Secrets do not participate in this chain: each secret has exactly one file (principle 2), read directly by its consumer. Because no secret is injected into the environment by the platform, a stray environment variable cannot silently shadow a secret on disk — the shadowing that let an operator's on-disk ACME_ENGINE be overridden by the unit environment cannot occur, because non-secret settings such as ACME_ENGINE live only in hop3-server.toml and the platform writes no competing environment copy.

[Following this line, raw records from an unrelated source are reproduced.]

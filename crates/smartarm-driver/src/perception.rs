//! 感知线程
//!
//! [`PerceptionLoop`] 在独立 OS 线程上循环执行：采集一帧 → 推理 → 过滤 →
//! 发布到 [`DetectionBuffer`] → 非空时触发回调并通知 [`EventRelay`]。
//!
//! 采集源和检测器由线程独占，停止后归还给 `PerceptionLoop`，可以再次启动。
//!
//! # 停止语义
//!
//! `stop()` 丢弃 shutdown 通道的发送端，worker 在当前周期的等待点立即醒来退出；
//! 若 worker 卡在采集/推理调用中，最多等待 `join_timeout_ms`，超时返回
//! `DriverError::Timeout`（此时资源随 worker 线程一起泄漏到进程退出）。
//!
//! 检测器 panic 按推理错误计数，循环继续；worker 因其他原因 panic 退出时，
//! `is_running` 与 `vision_active` 仍会被复位。

use crate::detection::{DetectionBuffer, DetectionEvent, Frame, RawDetection};
use crate::error::DriverError;
use crate::hooks::{DetectionCallback, HookManager};
use crate::metrics::PerceptionMetrics;
use crate::relay::{EventRelay, RelayKind};
use crate::state::{StatusPatch, StatusStore};
use crossbeam_channel::{Receiver, RecvTimeoutError, Sender, TryRecvError, bounded};
use parking_lot::RwLock;
use serde::{Deserialize, Serialize};
use std::panic::{self, AssertUnwindSafe};
use std::sync::Arc;
use std::sync::atomic::{AtomicBool, Ordering};
use std::thread::{self, JoinHandle};
use std::time::Duration;
use tracing::{debug, error, info, warn};

/// 默认目标类别（COCO：person、bottle、cup、fork、knife、spoon、bowl、banana、apple）
pub const DEFAULT_TARGET_CLASSES: [u32; 9] = [0, 39, 41, 42, 43, 44, 45, 46, 47];

/// 帧来源（摄像头、视频文件、合成数据）
pub trait FrameSource: Send + 'static {
    /// 采集下一帧
    ///
    /// `Ok(None)` 表示暂时没有可用帧（例如设备正在重连），调用方退避后重试。
    fn next_frame(&mut self) -> Result<Option<Frame>, DriverError>;
}

/// 目标检测器
pub trait Detector: Send + 'static {
    /// 对一帧执行推理，返回未过滤的原始检测
    fn infer(&mut self, frame: &Frame) -> Result<Vec<RawDetection>, DriverError>;
}

impl FrameSource for Box<dyn FrameSource> {
    fn next_frame(&mut self) -> Result<Option<Frame>, DriverError> {
        (**self).next_frame()
    }
}

impl Detector for Box<dyn Detector> {
    fn infer(&mut self, frame: &Frame) -> Result<Vec<RawDetection>, DriverError> {
        (**self).infer(frame)
    }
}

/// 感知线程配置
#[derive(Debug, Clone, PartialEq, Serialize, Deserialize)]
#[serde(default)]
pub struct PerceptionConfig {
    /// 每个周期结束后的等待时间（毫秒），约 30 fps
    pub cycle_delay_ms: u64,
    /// 采集失败后的退避时间（毫秒）
    pub capture_backoff_ms: u64,
    /// 停止时等待 worker 退出的上限（毫秒）
    pub join_timeout_ms: u64,
    /// 置信度阈值（含）
    pub confidence_threshold: f32,
    /// 目标类别，空列表表示接受所有类别
    pub target_classes: Vec<u32>,
}

impl Default for PerceptionConfig {
    fn default() -> Self {
        Self {
            cycle_delay_ms: 33,
            capture_backoff_ms: 100,
            join_timeout_ms: 2000,
            confidence_threshold: 0.5,
            target_classes: DEFAULT_TARGET_CLASSES.to_vec(),
        }
    }
}

impl PerceptionConfig {
    pub fn cycle_delay(&self) -> Duration {
        Duration::from_millis(self.cycle_delay_ms)
    }

    pub fn capture_backoff(&self) -> Duration {
        Duration::from_millis(self.capture_backoff_ms)
    }

    pub fn join_timeout(&self) -> Duration {
        Duration::from_millis(self.join_timeout_ms)
    }

    /// 原始检测是否通过阈值和类别过滤
    pub fn accepts(&self, raw: &RawDetection) -> bool {
        raw.confidence >= self.confidence_threshold
            && (self.target_classes.is_empty() || self.target_classes.contains(&raw.class_id))
    }
}

/// 过滤原始检测并转换为 [`DetectionEvent`]（保持检测器输出顺序）
pub fn filter_detections(
    raw: &[RawDetection],
    frame: &Frame,
    config: &PerceptionConfig,
) -> Vec<DetectionEvent> {
    raw.iter()
        .filter(|r| config.accepts(r))
        .filter_map(|r| DetectionEvent::from_raw(r, frame))
        .collect()
}

/// 感知线程与其他组件共享的上下文
pub struct PerceptionContext {
    pub status: Arc<StatusStore>,
    pub buffer: Arc<DetectionBuffer>,
    pub relay: Arc<EventRelay>,
    pub hooks: RwLock<HookManager>,
    pub metrics: PerceptionMetrics,
}

impl PerceptionContext {
    pub fn new(
        status: Arc<StatusStore>,
        buffer: Arc<DetectionBuffer>,
        relay: Arc<EventRelay>,
    ) -> Self {
        Self {
            status,
            buffer,
            relay,
            hooks: RwLock::new(HookManager::new()),
            metrics: PerceptionMetrics::new(),
        }
    }

    /// 注册检测回调
    pub fn add_hook(&self, callback: Arc<dyn DetectionCallback>) {
        self.hooks.write().add_callback(callback);
    }
}

/// 带超时的线程 join
///
/// 由旁路线程执行阻塞的 `join()`，主调方在 channel 上限时等待。
/// 超时后旁路线程继续等待目标线程，随进程退出回收。
pub trait JoinTimeout<T> {
    fn join_timeout(self, timeout: Duration) -> Result<T, DriverError>;
}

impl<T: Send + 'static> JoinTimeout<T> for JoinHandle<T> {
    fn join_timeout(self, timeout: Duration) -> Result<T, DriverError> {
        if self.is_finished() {
            return self
                .join()
                .map_err(|_| DriverError::IoThread("worker thread panicked".to_string()));
        }

        let (tx, rx) = bounded(1);
        thread::spawn(move || {
            // 接收方可能已超时离开
            let _ = tx.send(self.join());
        });

        match rx.recv_timeout(timeout) {
            Ok(Ok(value)) => Ok(value),
            Ok(Err(_)) => Err(DriverError::IoThread("worker thread panicked".to_string())),
            Err(RecvTimeoutError::Timeout) => Err(DriverError::Timeout),
            Err(RecvTimeoutError::Disconnected) => Err(DriverError::IoThread(
                "join watchdog disconnected".to_string(),
            )),
        }
    }
}

/// 感知循环
pub struct PerceptionLoop<S: FrameSource, D: Detector> {
    ctx: Arc<PerceptionContext>,
    config: PerceptionConfig,
    /// 空闲时持有的采集源和检测器；运行时由 worker 线程持有
    resources: Option<(S, D)>,
    worker: Option<JoinHandle<(S, D)>>,
    /// 丢弃即通知 worker 退出
    shutdown_tx: Option<Sender<()>>,
    is_running: Arc<AtomicBool>,
}

impl<S: FrameSource, D: Detector> PerceptionLoop<S, D> {
    pub fn new(source: S, detector: D, ctx: Arc<PerceptionContext>, config: PerceptionConfig) -> Self {
        Self {
            ctx,
            config,
            resources: Some((source, detector)),
            worker: None,
            shutdown_tx: None,
            is_running: Arc::new(AtomicBool::new(false)),
        }
    }

    /// 启动 worker 线程
    ///
    /// 已在运行时直接返回 `Ok(())`。
    ///
    /// # 错误
    /// - `ResourcesUnavailable`: 资源已被释放或上次停止超时未归还
    /// - `IoThread`: 线程创建失败
    pub fn start(&mut self) -> Result<(), DriverError> {
        if self.worker.is_some() {
            debug!("Perception loop already running");
            return Ok(());
        }

        let (source, detector) = self.resources.take().ok_or(DriverError::ResourcesUnavailable)?;
        let (shutdown_tx, shutdown_rx) = bounded::<()>(0);
        let ctx = self.ctx.clone();
        let config = self.config.clone();
        let is_running = self.is_running.clone();

        is_running.store(true, Ordering::Release);
        // 先置位，worker 的退出守卫才能可靠地清除它
        self.set_vision_active(true);
        let spawned = thread::Builder::new()
            .name("smartarm-perception".to_string())
            .spawn(move || {
                let _exit = WorkerExitGuard {
                    ctx: ctx.clone(),
                    is_running,
                };
                perception_worker(source, detector, &ctx, &config, &shutdown_rx)
            });

        let handle = match spawned {
            Ok(handle) => handle,
            Err(e) => {
                self.is_running.store(false, Ordering::Release);
                self.set_vision_active(false);
                return Err(DriverError::IoThread(e.to_string()));
            },
        };

        self.worker = Some(handle);
        self.shutdown_tx = Some(shutdown_tx);
        info!("Perception loop started");
        Ok(())
    }

    /// 请求停止并等待 worker 退出（幂等）
    ///
    /// # 错误
    /// - `Timeout`: worker 未在 `join_timeout_ms` 内退出，资源不再可用
    /// - `IoThread`: worker panic
    pub fn stop(&mut self) -> Result<(), DriverError> {
        let Some(handle) = self.worker.take() else {
            return Ok(());
        };

        self.is_running.store(false, Ordering::Release);
        drop(self.shutdown_tx.take());

        let result = handle.join_timeout(self.config.join_timeout());
        self.set_vision_active(false);

        match result {
            Ok(resources) => {
                self.resources = Some(resources);
                info!("Perception loop stopped");
                Ok(())
            },
            Err(e) => {
                warn!("Perception worker did not stop cleanly: {}", e);
                Err(e)
            },
        }
    }

    /// 停止并交还采集源和检测器，由调用方释放
    pub fn release(mut self) -> Option<(S, D)> {
        // 错误已在 stop() 中记录
        let _ = self.stop();
        self.resources.take()
    }

    pub fn is_running(&self) -> bool {
        self.is_running.load(Ordering::Acquire)
    }

    pub fn context(&self) -> &Arc<PerceptionContext> {
        &self.ctx
    }

    pub fn config(&self) -> &PerceptionConfig {
        &self.config
    }

    fn set_vision_active(&self, active: bool) {
        match self.ctx.status.update(StatusPatch::new().vision_active(active)) {
            Ok(_) => self.ctx.relay.notify(RelayKind::Status),
            Err(e) => warn!("Failed to update vision_active: {}", e),
        }
    }
}

impl<S: FrameSource, D: Detector> Drop for PerceptionLoop<S, D> {
    fn drop(&mut self) {
        if self.worker.is_some()
            && let Err(e) = self.stop()
        {
            error!("Perception loop dropped while worker still running: {}", e);
        }
    }
}

/// worker 退出时复位运行标志；panic 退出时同时清除 `vision_active`
struct WorkerExitGuard {
    ctx: Arc<PerceptionContext>,
    is_running: Arc<AtomicBool>,
}

impl Drop for WorkerExitGuard {
    fn drop(&mut self) {
        self.is_running.store(false, Ordering::Release);
        if thread::panicking() {
            error!("Perception worker panicked, vision marked inactive");
            if self
                .ctx
                .status
                .update(StatusPatch::new().vision_active(false))
                .is_ok()
            {
                self.ctx.relay.notify(RelayKind::Status);
            }
        }
    }
}

/// 执行推理，检测器 panic 转为 `DriverError::Inference`
fn infer_isolated<D: Detector>(
    detector: &mut D,
    frame: &Frame,
) -> Result<Vec<RawDetection>, DriverError> {
    match panic::catch_unwind(AssertUnwindSafe(|| detector.infer(frame))) {
        Ok(result) => result,
        Err(payload) => {
            let reason = payload
                .downcast_ref::<&str>()
                .map(|s| s.to_string())
                .or_else(|| payload.downcast_ref::<String>().cloned())
                .unwrap_or_else(|| "unknown panic payload".to_string());
            Err(DriverError::Inference(format!("detector panicked: {}", reason)))
        },
    }
}

fn shutdown_requested(shutdown: &Receiver<()>) -> bool {
    !matches!(shutdown.try_recv(), Err(TryRecvError::Empty))
}

/// 等待 `timeout`，期间收到停止信号返回 `true`
fn wait_or_shutdown(shutdown: &Receiver<()>, timeout: Duration) -> bool {
    !matches!(shutdown.recv_timeout(timeout), Err(RecvTimeoutError::Timeout))
}

fn perception_worker<S: FrameSource, D: Detector>(
    mut source: S,
    mut detector: D,
    ctx: &PerceptionContext,
    config: &PerceptionConfig,
    shutdown: &Receiver<()>,
) -> (S, D) {
    let cycle_delay = config.cycle_delay();
    let capture_backoff = config.capture_backoff();
    let metrics = &ctx.metrics;

    debug!("Perception worker running");

    loop {
        if shutdown_requested(shutdown) {
            break;
        }

        // === 采集 ===
        let frame = match source.next_frame() {
            Ok(Some(frame)) => frame,
            Ok(None) => {
                let misses = metrics.capture_misses.fetch_add(1, Ordering::Relaxed) + 1;
                if misses == 1 || misses % 100 == 0 {
                    warn!("No frame available ({} misses so far), backing off", misses);
                }
                if wait_or_shutdown(shutdown, capture_backoff) {
                    break;
                }
                continue;
            },
            Err(e) => {
                let misses = metrics.capture_misses.fetch_add(1, Ordering::Relaxed) + 1;
                if misses == 1 || misses % 100 == 0 {
                    warn!("Frame capture failed ({} misses so far): {}", misses, e);
                }
                if wait_or_shutdown(shutdown, capture_backoff) {
                    break;
                }
                continue;
            },
        };

        // === 推理 ===
        let raw = match infer_isolated(&mut detector, &frame) {
            Ok(raw) => raw,
            Err(e) => {
                let errors = metrics.inference_errors.fetch_add(1, Ordering::Relaxed) + 1;
                if errors == 1 || errors % 100 == 0 {
                    error!("Inference failed ({} errors so far): {}", errors, e);
                }
                if wait_or_shutdown(shutdown, cycle_delay) {
                    break;
                }
                continue;
            },
        };
        metrics.cycles_total.fetch_add(1, Ordering::Relaxed);

        // === 发布 ===
        let detections = filter_detections(&raw, &frame, config);
        let snapshot = ctx.buffer.swap(frame, detections);

        if !snapshot.detections.is_empty() {
            metrics
                .detections_total
                .fetch_add(snapshot.detections.len() as u64, Ordering::Relaxed);
            metrics.detection_cycles.fetch_add(1, Ordering::Relaxed);

            ctx.hooks.read().trigger_all(&snapshot.detections);
            ctx.relay.notify(RelayKind::Detections);
        }

        if wait_or_shutdown(shutdown, cycle_delay) {
            break;
        }
    }

    debug!("Perception worker exiting");
    (source, detector)
}

#[cfg(test)]
mod tests {
    use super::*;

    fn raw(class_id: u32, confidence: f32) -> RawDetection {
        RawDetection {
            class_id,
            class_name: format!("class_{}", class_id),
            confidence,
            bbox: [10.0, 10.0, 50.0, 50.0],
        }
    }

    #[test]
    fn test_default_config() {
        let config = PerceptionConfig::default();
        assert_eq!(config.cycle_delay(), Duration::from_millis(33));
        assert_eq!(config.capture_backoff(), Duration::from_millis(100));
        assert_eq!(config.join_timeout(), Duration::from_secs(2));
        assert_eq!(config.target_classes, DEFAULT_TARGET_CLASSES.to_vec());
    }

    #[test]
    fn test_accepts_threshold_inclusive() {
        let config = PerceptionConfig::default();
        assert!(config.accepts(&raw(39, 0.5)));
        assert!(!config.accepts(&raw(39, 0.49)));
    }

    #[test]
    fn test_accepts_target_classes() {
        let mut config = PerceptionConfig::default();
        assert!(!config.accepts(&raw(2, 0.9)));

        config.target_classes.clear();
        assert!(config.accepts(&raw(2, 0.9)));
    }

    #[test]
    fn test_filter_detections_keeps_order() {
        let frame = Frame::blank(100, 100);
        let mut degenerate = raw(41, 0.9);
        degenerate.bbox = [30.0, 30.0, 20.0, 40.0];

        let detections = filter_detections(
            &[raw(47, 0.9), raw(39, 0.1), degenerate, raw(0, 0.6)],
            &frame,
            &PerceptionConfig::default(),
        );
        let classes: Vec<u32> = detections.iter().map(|d| d.class_id).collect();
        assert_eq!(classes, vec![47, 0]);
    }

    #[test]
    fn test_config_serde_defaults() {
        let config: PerceptionConfig = serde_json::from_str(r#"{"cycle_delay_ms": 10}"#).unwrap();
        assert_eq!(config.cycle_delay_ms, 10);
        assert_eq!(config.join_timeout_ms, 2000);
    }
}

One source for the signing key

The JWT signing key has a single file under the secrets tier, root:hop3 0640, read identically by the running service and by the su - hop3 CLI through hop3-group membership. There is no second copy in hop3-server.toml or /etc/default/hop3 to reconcile, and therefore no desync mode in which freshly minted tokens are rejected.

Migration

Existing installs are converted by moving each misplaced secret to its tier and removing the duplicates, preserving the secret's current value (never minting a new one — rotation is an explicit, separate operation). The installer is the single writer of every secret file and of hop3-server.toml; it reuses an existing value when present and rewrites a file only to add what is missing, so the conversion is idempotent and a redeploy neither rotates a credential nor discards an operator's setting.

When a secret exists in two legacy locations with different values — the desync a partial install can leave for the signing key — the value the running service currently uses wins, because that is the one already in effect (minting tokens, encrypting credentials). For the signing key that is the /etc/default/hop3 copy (the service reads the environment first; the hop3-server.toml copy is the CLI's fallback). The conversion logs the discrepancy rather than silently picking one, so the operator sees that a divergence existed.

Consequences

  • The four backing-service admin secrets share one location, owner, mode, and reader path; "where is credential X?" has one answer.
  • The signing-key desync failure mode is structurally removed: one file, one value, both readers.
  • The environment-shadows-file surprise is removed for non-secret settings: each has a single authoritative home and no platform-written environment shadow.
  • hop3-server.toml becomes safe to read, diff, and hand-edit as plain configuration — it contains no credential.
  • Consumers that read SQL passwords from hop3-server.toml (the PostgreSQL and MySQL admin connectors) and the signing-key reader change their source to the secrets tier; this is an internal change behind the existing accessors.
  • Test fixtures change with it. Suites that synthesise server state today by setting HOP3_SECRET_KEY / POSTGRES_SUPERUSER_PASSWORD / MYSQL_SUPERUSER_PASSWORD as environment variables or inline in hop3-server.toml must instead create the corresponding secret files (or their temp-dir equivalents); the signing-key reader reads its file rather than the config loader; and the Docker e2e path provisions the secrets directory. This is the bulk of the migration's surface and is in scope under ADR 043's layers.
  • hop3-rootd (ADR 041) needs no new accommodation: it runs as root and reads any root:hop3 0640 secret trivially. The secrets tier is chosen so the unprivileged hop3 principal can read it; the privileged daemon is strictly a superset.
  • Backups must include /etc/hop3/ recursively — this captures the control-plane secrets and the system TLS material under /etc/hop3/ssl/ (per-app TLS lives under /home/hop3/ssl/<domain>/ and is captured with the app's home). A hop3-server.toml-only copy is no longer sufficient, which is the correct expectation for a secret store kept separate from config.

Rejected alternatives

  • Everything in hop3-server.toml. Keeps one file but violates principle 1 (secrets beside config) and forces a choice between hop3:hop3 0600 (the systemd-as-root path and root tooling read it awkwardly) and weaker permissions on a file that also holds plain config. Mixing trust levels in one file is the source of the current fragility, not a fix for it.
  • Everything in the unit environment (/etc/default/hop3). The su - hop3 CLI cannot read a root-only file, which is exactly what created the two-source signing key; widening that file to group-readable would put every secret in one bag and still couple secrets to systemd.
  • A secrets manager or at-rest encryption of the control plane. Disproportionate for a single-server, self-hosted PaaS, and orthogonal to the placement problem this ADR settles. Application-data encryption remains the subject of ADR 011.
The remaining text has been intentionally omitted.